Britain's TalkTalk put the cost of last month's cyber attack at 30 million to 35 million pounds ($45.43 million-$53 million or roughly Rs. 300 crores - Rs. 350 crores), and said it was too soon to gauge the impact on customer numbers, although it did see an immediate spike in defections.
Chief Executive Dido Harding said it had been a "challenging time" for the broadband company's 4 million customers.
"We obviously saw an immediate bounce in customers wishing to cancel their direct debits and to churn, but we saw those leading indicators come back down quite quickly," she said in an interview on Wednesday.
"The early signs are encouraging that we are doing the right thing."
Harding took to the airwaves to warn TalkTalk's customers that personal details, including bank account and credit card numbers, could have been stolen within hours of the attack on Oct. 21.
Only 157,000 customers were affected, it later said, but Harding had no regrets about going public so soon.

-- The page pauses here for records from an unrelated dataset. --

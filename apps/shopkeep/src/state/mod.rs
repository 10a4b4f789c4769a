//! # State Module
//!
//! Application state, one type per concern. Commands take only the state
//! they need.
//!
//! ```text
//! ┌─────────────────────────────────────────────────────────────────────────┐
//! │                    State Architecture                                   │
//! │                                                                         │
//! │  ┌──────────────┐  ┌──────────────┐  ┌──────────────┐  ┌─────────────┐ │
//! │  │ LedgerState  │  │  CartState   │  │ CatalogState │  │ ConfigState │ │
//! │  │              │  │              │  │              │  │             │ │
//! │  │ LedgerStore  │  │ Mutex<Sales  │  │  Catalog     │  │ shop        │ │
//! │  │ IdGenerator  │  │   Cart>      │  │              │  │ profile     │ │
//! │  │ Clock        │  │ Mutex<Purch. │  │              │  │ currency    │ │
//! │  │              │  │   Cart>      │  │              │  │             │ │
//! │  └──────────────┘  └──────────────┘  └──────────────┘  └─────────────┘ │
//! │                                                                         │
//! │  THREAD SAFETY:                                                        │
//! │  • LedgerState: backend is thread-safe, generator locks internally     │
//! │  • CartState: each cart behind its own async Mutex                     │
//! │  • CatalogState, ConfigState: read-only after initialization           │
//! └─────────────────────────────────────────────────────────────────────────┘
//! ```

mod cart;
mod catalog;
mod config;
mod ledger;

pub use cart::CartState;
pub use catalog::CatalogState;
pub use config::ConfigState;
pub use ledger::LedgerState;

"When businesses do what's right for customers throughout they actually emerge much stronger as a result," she said.
Harding was positive about TalkTalk's prospects, and she said, notwithstanding the attack, earnings would rise in the second half.
"We are raising our interim dividend as we guided by 15 percent on the back of our confidence on the medium- and long-term trajectory of the business," she said.

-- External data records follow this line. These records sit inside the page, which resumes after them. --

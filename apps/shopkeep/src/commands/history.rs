//! # History Commands
//!
//! Confirmed orders and purchases, their statistics, profit/loss and the
//! dashboard summary.
//!
//! Reads never fail: a missing or damaged collection reads as empty (the
//! ledger logs the fault). Writes report storage errors.
//!
//! ## Date Ranges
//! `from` and `to` are ISO dates (`YYYY-MM-DD`), both inclusive. Both or
//! neither must be given; neither means all time.

use serde::{Deserialize, Serialize};
use shopkeep_core::validation::{parse_amount_input, parse_iso_date, validate_paid_amount};
use shopkeep_core::{
    DashboardSummary, DateRange, LedgerKind, LedgerRecord, Order, OrderPatch, OrderStatistics,
    ProfitLoss, Purchase, PurchasePatch, PurchaseStatistics,
};
use shopkeep_db::KeyValueStore;
use tracing::{debug, info};

use crate::error::ApiError;
use crate::state::LedgerState;

/// Result of clearing a collection.
#[derive(Debug, Clone, Copy, PartialEq, Eq, Serialize, Deserialize)]
#[serde(rename_all = "camelCase")]
pub struct ClearResponse {
    pub kind: LedgerKind,
    /// Whether anything was stored before.
    pub removed: bool,
}

// =============================================================================
// Records
// =============================================================================

/// All orders, newest first.
pub async fn list_orders<S: KeyValueStore>(ledger: &LedgerState<S>) -> Vec<Order> {
    debug!("list_orders command");
    ledger.ledger().orders().await
}

pub async fn get_order<S: KeyValueStore>(ledger: &LedgerState<S>, id: String) -> Result<Order, ApiError> {
    debug!(id = %id, "get_order command");
    find(ledger, &id).await
}

/// All purchases, newest first.
pub async fn list_purchases<S: KeyValueStore>(ledger: &LedgerState<S>) -> Vec<Purchase> {
    debug!("list_purchases command");
    ledger.ledger().purchases().await
}

pub async fn get_purchase<S: KeyValueStore>(
    ledger: &LedgerState<S>,
    id: String,
) -> Result<Purchase, ApiError> {
    debug!(id = %id, "get_purchase command");
    find(ledger, &id).await
}

async fn find<S: KeyValueStore, R: LedgerRecord>(ledger: &LedgerState<S>, id: &str) -> Result<R, ApiError> {
    ledger
        .ledger()
        .find::<R>(id)
        .await
        .ok_or_else(|| ApiError::not_found(resource_name(R::KIND), id))
}

fn resource_name(kind: LedgerKind) -> &'static str {
    match kind {
        LedgerKind::Orders => "Order",
        LedgerKind::Purchases => "Purchase",
    }
}

// =============================================================================
// Statistics
// =============================================================================

pub async fn get_order_statistics<S: KeyValueStore>(ledger: &LedgerState<S>) -> OrderStatistics {
    debug!("get_order_statistics command");
    ledger.ledger().order_statistics().await
}

pub async fn get_purchase_statistics<S: KeyValueStore>(ledger: &LedgerState<S>) -> PurchaseStatistics {
    debug!("get_purchase_statistics command");
    ledger.ledger().purchase_statistics().await
}

/// Turns the optional `from`/`to` inputs into a range.
///
/// Blank strings count as not given. Exactly one bound is an error.
pub fn parse_range(from: Option<String>, to: Option<String>) -> Result<Option<DateRange>, ApiError> {
    let from = from.filter(|s| !s.trim().is_empty());
    let to = to.filter(|s| !s.trim().is_empty());

    match (from, to) {
        (None, None) => Ok(None),
        (Some(from), Some(to)) => {
            let start = parse_iso_date("from", &from)?;
            let end = parse_iso_date("to", &to)?;
            Ok(Some(DateRange::new(start, end)))
        }
        _ => Err(ApiError::validation(
            "Both from and to dates are required for a date range",
        )),
    }
}

/// Sales against purchases, optionally limited to a date range.
pub async fn get_profit_loss<S: KeyValueStore>(
    ledger: &LedgerState<S>,
    from: Option<String>,
    to: Option<String>,
) -> Result<ProfitLoss, ApiError> {
    let range = parse_range(from, to)?;
    debug!(?range, "get_profit_loss command");
    Ok(ledger.ledger().profit_loss(range).await)
}

/// Statistics, profit/loss and recent orders in one response.
pub async fn get_dashboard<S: KeyValueStore>(
    ledger: &LedgerState<S>,
    from: Option<String>,
    to: Option<String>,
) -> Result<DashboardSummary, ApiError> {
    let range = parse_range(from, to)?;
    debug!(?range, "get_dashboard command");
    Ok(ledger.ledger().dashboard(range).await)
}

// =============================================================================
// Updates
// =============================================================================

/// Records a new paid amount on an order, re-deriving balance and status.
pub async fn record_order_payment<S: KeyValueStore>(
    ledger: &LedgerState<S>,
    id: String,
    paid_input: String,
) -> Result<Order, ApiError> {
    let paid = validate_paid_amount(parse_amount_input(&paid_input)?)?;
    let patch = OrderPatch {
        paid_amount: Some(paid),
        ..OrderPatch::default()
    };
    update_order(ledger, id, patch).await
}

/// Records a new paid amount on a purchase.
pub async fn record_purchase_payment<S: KeyValueStore>(
    ledger: &LedgerState<S>,
    id: String,
    paid_input: String,
) -> Result<Purchase, ApiError> {
    let paid = validate_paid_amount(parse_amount_input(&paid_input)?)?;
    let patch = PurchasePatch {
        paid_amount: Some(paid),
        ..PurchasePatch::default()
    };
    update_purchase(ledger, id, patch).await
}

pub async fn update_order<S: KeyValueStore>(
    ledger: &LedgerState<S>,
    id: String,
    patch: OrderPatch,
) -> Result<Order, ApiError> {
    debug!(id = %id, "update_order command");
    update::<S, Order>(ledger, &id, &patch).await
}

pub async fn update_purchase<S: KeyValueStore>(
    ledger: &LedgerState<S>,
    id: String,
    patch: PurchasePatch,
) -> Result<Purchase, ApiError> {
    debug!(id = %id, "update_purchase command");
    update::<S, Purchase>(ledger, &id, &patch).await
}

async fn update<S: KeyValueStore, R: LedgerRecord>(
    ledger: &LedgerState<S>,
    id: &str,
    patch: &R::Patch,
) -> Result<R, ApiError> {
    if !ledger.ledger().update::<R>(id, patch).await? {
        return Err(ApiError::not_found(resource_name(R::KIND), id));
    }
    find(ledger, id).await
}

/// Deletes a whole collection.
pub async fn clear_history<S: KeyValueStore>(
    ledger: &LedgerState<S>,
    kind: LedgerKind,
) -> Result<ClearResponse, ApiError> {
    let removed = ledger.ledger().clear(kind).await?;
    info!(kind = %kind, removed, "History cleared");
    Ok(ClearResponse { kind, removed })
}

// =============================================================================
// Unit Tests
// =============================================================================

#[cfg(test)]
mod tests {
    use super::*;
    use crate::commands::billing::{add_to_sales_cart, confirm_order, set_sale_details, SaleDetails};
    use crate::commands::purchase::{add_to_purchase_cart, confirm_purchase, set_purchase_details, PurchaseDetails};
    use crate::error::ErrorCode;
    use crate::state::{CartState, CatalogState, ConfigState};
    use chrono::{Duration, NaiveDate};
    use shopkeep_core::{FixedClock, IdGenerator, Money, OrderStatus, PurchaseStatus};
    use shopkeep_db::MemoryStore;
    use std::sync::Arc;

    struct Shop {
        ledger: LedgerState<MemoryStore>,
        clock: Arc<FixedClock>,
        catalog: CatalogState,
        cart: CartState,
    }

    fn shop() -> Shop {
        let clock = Arc::new(FixedClock::at_date(NaiveDate::from_ymd_opt(2026, 1, 20).unwrap()));
        Shop {
            ledger: LedgerState::with_clock(MemoryStore::new(), clock.clone(), IdGenerator::with_seed(3)),
            clock,
            catalog: CatalogState::seeded(),
            cart: CartState::new(),
        }
    }

    impl Shop {
        async fn sell(&self, product_id: &str, paid: &str) -> Order {
            add_to_sales_cart(&self.catalog, &self.cart, product_id.to_string(), None)
                .await
                .unwrap();
            set_sale_details(
                &self.cart,
                SaleDetails {
                    customer_name: Some("City Mart".to_string()),
                    payment_method: None,
                    paid_input: Some(paid.to_string()),
                },
            )
            .await
            .unwrap();
            confirm_order(&self.ledger, &self.cart, &ConfigState::default())
                .await
                .unwrap()
                .order
        }

        async fn buy(&self, product_id: &str, cost: &str, paid: &str) -> Purchase {
            add_to_purchase_cart(&self.catalog, &self.cart, product_id.to_string(), cost.to_string())
                .await
                .unwrap();
            set_purchase_details(
                &self.cart,
                PurchaseDetails {
                    supplier_name: Some("Agro Suppliers Ltd".to_string()),
                    paid_input: Some(paid.to_string()),
                },
            )
            .await
            .unwrap();
            confirm_purchase(&self.ledger, &self.cart).await.unwrap().purchase
        }
    }

    #[tokio::test]
    async fn test_list_and_get() {
        let shop = shop();
        let first = shop.sell("1", "0").await;
        let second = shop.sell("2", "0").await;

        let orders = list_orders(&shop.ledger).await;
        assert_eq!(orders.len(), 2);
        assert_eq!(orders[0].id, second.id);

        assert_eq!(get_order(&shop.ledger, first.id.clone()).await.unwrap(), first);
        let err = get_order(&shop.ledger, "ORD-0-0".to_string()).await.unwrap_err();
        assert_eq!(err.code, ErrorCode::NotFound);
        assert_eq!(err.message, "Order not found: ORD-0-0");
    }

    #[tokio::test]
    async fn test_record_payment_settles_order() {
        let shop = shop();
        let order = shop.sell("1", "10").await;
        assert_eq!(order.status, OrderStatus::Pending);

        // 45.99 × 1.18 = 54.27
        let settled = record_order_payment(&shop.ledger, order.id.clone(), "54.27".to_string())
            .await
            .unwrap();

        assert_eq!(settled.status, OrderStatus::Completed);
        assert!(settled.remaining_amount.is_zero());
        assert_eq!(get_order_statistics(&shop.ledger).await.completed, 1);
    }

    #[tokio::test]
    async fn test_record_payment_rejects_negative_and_unknown() {
        let shop = shop();
        let purchase = shop.buy("1", "40", "0").await;

        let err = record_purchase_payment(&shop.ledger, purchase.id.clone(), "-1".to_string())
            .await
            .unwrap_err();
        assert_eq!(err.code, ErrorCode::ValidationError);

        let err = record_purchase_payment(&shop.ledger, "PUR-1-1".to_string(), "5".to_string())
            .await
            .unwrap_err();
        assert_eq!(err.code, ErrorCode::NotFound);

        let paid = record_purchase_payment(&shop.ledger, purchase.id, "40".to_string())
            .await
            .unwrap();
        assert_eq!(paid.status, PurchaseStatus::Paid);
    }

    #[tokio::test]
    async fn test_update_rejects_invalid_patches() {
        let shop = shop();
        let order = shop.sell("1", "10").await;
        let purchase = shop.buy("2", "30", "0").await;

        let err = update_order(
            &shop.ledger,
            order.id.clone(),
            OrderPatch {
                customer_name: Some("  ".to_string()),
                ..OrderPatch::default()
            },
        )
        .await
        .unwrap_err();
        assert_eq!(err.code, ErrorCode::ValidationError);
        assert_eq!(err.message, "customer name is required");

        let err = update_order(
            &shop.ledger,
            order.id.clone(),
            OrderPatch {
                paid_amount: Some(Money::from_cents(-500)),
                ..OrderPatch::default()
            },
        )
        .await
        .unwrap_err();
        assert_eq!(err.code, ErrorCode::ValidationError);

        let err = update_purchase(
            &shop.ledger,
            purchase.id.clone(),
            PurchasePatch {
                supplier_name: Some(String::new()),
                ..PurchasePatch::default()
            },
        )
        .await
        .unwrap_err();
        assert_eq!(err.code, ErrorCode::ValidationError);

        assert_eq!(get_order(&shop.ledger, order.id.clone()).await.unwrap(), order);
        assert_eq!(get_purchase(&shop.ledger, purchase.id.clone()).await.unwrap(), purchase);
        let stats = get_order_statistics(&shop.ledger).await;
        assert!(!stats.total_collected.is_negative());
    }

    #[tokio::test]
    async fn test_profit_loss_by_range() {
        let shop = shop();
        shop.buy("1", "40", "40").await; // 01-20
        shop.clock.advance(Duration::days(2));
        shop.sell("4", "0").await; // 01-22, 141.60

        let all = get_profit_loss(&shop.ledger, None, None).await.unwrap();
        assert_eq!(all.total_sales, Money::from_cents(14_160));
        assert_eq!(all.total_purchases, Money::from_cents(4_000));
        assert_eq!(all.profit_loss, Money::from_cents(10_160));

        let later = get_profit_loss(
            &shop.ledger,
            Some("2026-01-21".to_string()),
            Some("2026-01-31".to_string()),
        )
        .await
        .unwrap();
        assert!(later.total_purchases.is_zero());
        assert_eq!(later.margin, 100.0);
    }

    #[test]
    fn test_parse_range() {
        assert_eq!(parse_range(None, Some(" ".to_string())).unwrap(), None);

        let range = parse_range(Some("2026-01-01".to_string()), Some("2026-01-31".to_string()))
            .unwrap()
            .unwrap();
        assert_eq!(range.start, NaiveDate::from_ymd_opt(2026, 1, 1).unwrap());

        let half = parse_range(Some("2026-01-01".to_string()), None).unwrap_err();
        assert_eq!(half.code, ErrorCode::ValidationError);

        let bad = parse_range(Some("01/01/2026".to_string()), Some("2026-01-31".to_string()))
            .unwrap_err();
        assert_eq!(bad.code, ErrorCode::ValidationError);
    }

    #[tokio::test]
    async fn test_dashboard_and_clear() {
        let shop = shop();
        shop.sell("1", "0").await;
        shop.buy("2", "30", "0").await;

        let summary = get_dashboard(&shop.ledger, None, None).await.unwrap();
        assert_eq!(summary.orders.total, 1);
        assert_eq!(summary.purchases.total, 1);
        assert_eq!(summary.recent_orders.len(), 1);

        let cleared = clear_history(&shop.ledger, LedgerKind::Orders).await.unwrap();
        assert!(cleared.removed);
        assert!(list_orders(&shop.ledger).await.is_empty());
        assert_eq!(list_purchases(&shop.ledger).await.len(), 1);

        let again = clear_history(&shop.ledger, LedgerKind::Orders).await.unwrap();
        assert!(!again.removed);
    }
}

"We expect to see a material step-up in EBITDA (earnings before interest, tax, depreciation and amortisation) in the second half and expect to grow the final dividend by 15 percent as well."
Shares in the company, which have lost a quarter of their value since the attack, were up 12 percent at 244 pence at 0852 GMT.
Analysts had said the company could scrap its interim dividend.
Barclays said there were "optimistic early indications of the impact of the cyber attack". It cut its estimate for full-year earnings to 275 million pounds from 300 million.
TalkTalk said revenue for the six months to Sept. 30 grew 4.7 percent to 912 million pounds, helped by customers taking more services like mobile and television.
Core earnings, however, fell 18 percent to 90 million pounds, and the company's broadband base fell by 80,000 after it disconnected 72,000 customers for non-payment.